EXERCISE DATA START

//! Typed requests and their mapping onto the upstream HTTP API.

use std::fmt;
use std::str::FromStr;

use reqwest::Method;
use serde::{Deserialize, Serialize};
use serde_json::{Value, json};

use super::conversation::ConversationTurn;
use super::validation::{
    validate_generation_id, validate_model_name, validate_prompt, validate_variations,
};
use crate::{GatewayError, Result};

/// Default model for chat completions.
pub const DEFAULT_CHAT_MODEL: &str = "openai/gpt-5";
/// Default model for image generation.
pub const DEFAULT_IMAGE_MODEL: &str = "openai/dall-e-3";
/// Default model for video generation.
pub const DEFAULT_VIDEO_MODEL: &str = "runway-gen3";

/// Sent as the chat message when the conversation has no turns yet.
pub const EMPTY_CHAT_FALLBACK: &str = "Hello";

/// Output aspect of a generated image.
#[derive(Debug, Clone, Copy, Default, PartialEq, Eq, Hash, Serialize, Deserialize)]
#[serde(rename_all = "lowercase")]
pub enum ImageSize {
    #[default]
    Square,
    Portrait,
    Landscape,
}

impl ImageSize {
    pub fn as_str(&self) -> &'static str {
        match self {
            ImageSize::Square => "square",
            ImageSize::Portrait => "portrait",
            ImageSize::Landscape => "landscape",
        }
    }
}

impl fmt::Display for ImageSize {
    fn fmt(&self, f: &mut fmt::Formatter<'_>) -> fmt::Result {
        f.write_str(self.as_str())
    }
}

impl FromStr for ImageSize {
    type Err = GatewayError;

    fn from_str(s: &str) -> Result<Self> {
        match s.trim().to_ascii_lowercase().as_str() {
            "square" => Ok(ImageSize::Square),
            "portrait" => Ok(ImageSize::Portrait),
            "landscape" => Ok(ImageSize::Landscape),
            other => Err(GatewayError::Validation(format!(
                "image size must be one of: square, portrait, landscape (got '{other}')"
            ))),
        }
    }
}

/// A call the gateway knows how to make.
///
/// Each variant maps to a fixed HTTP method, path and optional JSON body.
/// Whether a variant may be served from the response cache, and whether a
/// failed attempt may be repeated, are properties of the variant itself
/// rather than of the HTTP method it happens to use.
#[derive(Debug, Clone, PartialEq)]
pub enum Request {
    ChatCompletion {
        model: String,
        messages: Vec<ConversationTurn>,
        max_tokens: Option<u32>,
    },
    ImageGeneration {
        model: String,
        prompt: String,
        size: ImageSize,
        variation_count: u8,
    },
    VideoGeneration {
        prompt: String,
        model: String,
    },
    StatusQuery {
        generation_id: String,
    },
    ModelList,
    UserInfo,
}

impl Request {
    /// Chat completion over the given turns.
    pub fn chat(model: impl Into<String>, messages: Vec<ConversationTurn>) -> Self {
        Request::ChatCompletion {
            model: model.into(),
            messages,
            max_tokens: None,
        }
    }

    /// Image generation with the default model, square output and one variation.
    pub fn image(prompt: impl Into<String>) -> Self {
        Request::ImageGeneration {
            model: DEFAULT_IMAGE_MODEL.to_string(),
            prompt: prompt.into(),
            size: ImageSize::default(),
            variation_count: 1,
        }
    }

    /// Video generation with the default model.
    pub fn video(prompt: impl Into<String>) -> Self {
        Request::VideoGeneration {
            prompt: prompt.into(),
            model: DEFAULT_VIDEO_MODEL.to_string(),
        }
    }

    pub fn status(generation_id: impl Into<String>) -> Self {
        Request::StatusQuery {
            generation_id: generation_id.into(),
        }
    }

    pub fn method(&self) -> Method {
        match self {
            Request::ChatCompletion { .. }
            | Request::ImageGeneration { .. }
            | Request::VideoGeneration { .. } => Method::POST,
            Request::StatusQuery { .. } | Request::ModelList | Request::UserInfo => Method::GET,
        }
    }

    /// Concrete request path, relative to the base address.
    pub fn path(&self) -> String {
        match self {
            Request::StatusQuery { generation_id } => {
                format!("/generations/{}", generation_id.trim())
            }
            other => other.endpoint().to_string(),
        }
    }

    /// Path template, used as a low-cardinality label for logs and metrics.
    pub fn endpoint(&self) -> &'static str {
        match self {
            Request::ChatCompletion { .. } => "/v1/prompt/completion",
            Request::ImageGeneration { .. } => "/v1/image/generation",
            Request::VideoGeneration { .. } => "/videos/generations",
            Request::StatusQuery { .. } => "/generations/{id}",
            Request::ModelList => "/v1/models",
            Request::UserInfo => "/v1/user",
        }
    }

    /// JSON body, if the endpoint takes one.
    ///
    /// Chat sends only the last turn: the upstream completion endpoint
    /// takes a single `message`, and the model is picked by its
    /// `smart_llm_selector` rather than by name.
    pub fn body(&self) -> Option<Value> {
        match self {
            Request::ChatCompletion {
                messages,
                max_tokens,
                ..
            } => {
                let message = messages
                    .last()
                    .map(|turn| turn.content.as_str())
                    .unwrap_or(EMPTY_CHAT_FALLBACK);
                let mut body = json!({
                    "smart_llm_selector": {
                        "quantity": 1,
                        "pricing_method": "quality",
                    },
                    "message": message,
                });
                if let Some(max_tokens) = max_tokens {
                    body["max_tokens"] = json!(max_tokens);
                }
                Some(body)
            }
            Request::ImageGeneration {
                model,
                prompt,
                size,
                variation_count,
            } => Some(json!({
                "model": model.trim(),
                "description": prompt.trim(),
                "size": size.as_str(),
                "variations": variation_count,
            })),
            Request::VideoGeneration { prompt, model } => Some(json!({
                "prompt": prompt.trim(),
                "model": model.trim(),
            })),
            Request::StatusQuery { .. } | Request::ModelList | Request::UserInfo => None,
        }
    }

    /// Read-mostly endpoints whose answers may be reused within the cache TTL.
    pub fn is_cacheable(&self) -> bool {
        matches!(
            self,
            Request::ModelList | Request::UserInfo | Request::StatusQuery { .. }
        )
    }

    /// Only chat completions are retried on upstream 500s.
    pub fn is_retryable(&self) -> bool {
        matches!(self, Request::ChatCompletion { .. })
    }

    /// Reject malformed input before any network call.
    pub fn validate(&self) -> Result<()> {
        match self {
            Request::ChatCompletion { model, .. } => {
                validate_model_name(model)?;
            }
            Request::ImageGeneration {
                model,
                prompt,
                variation_count,
                ..
            } => {
                validate_model_name(model)?;
                validate_prompt(prompt)?;
                validate_variations(*variation_count)?;
            }
            Request::VideoGeneration { prompt, model } => {
                validate_prompt(prompt)?;
                validate_model_name(model)?;
            }
            Request::StatusQuery { generation_id } => {
                validate_generation_id(generation_id)?;
            }
            Request::ModelList | Request::UserInfo => {}
        }
        Ok(())
    }
}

EXERCISE DATA END

▶ YOUR ASSIGNMENT
Scan the records above for the string "last", then report every line that contains it.

▶ WRITTEN REPLY
    /// Chat sends only the last turn: the upstream completion endpoint
                    .last()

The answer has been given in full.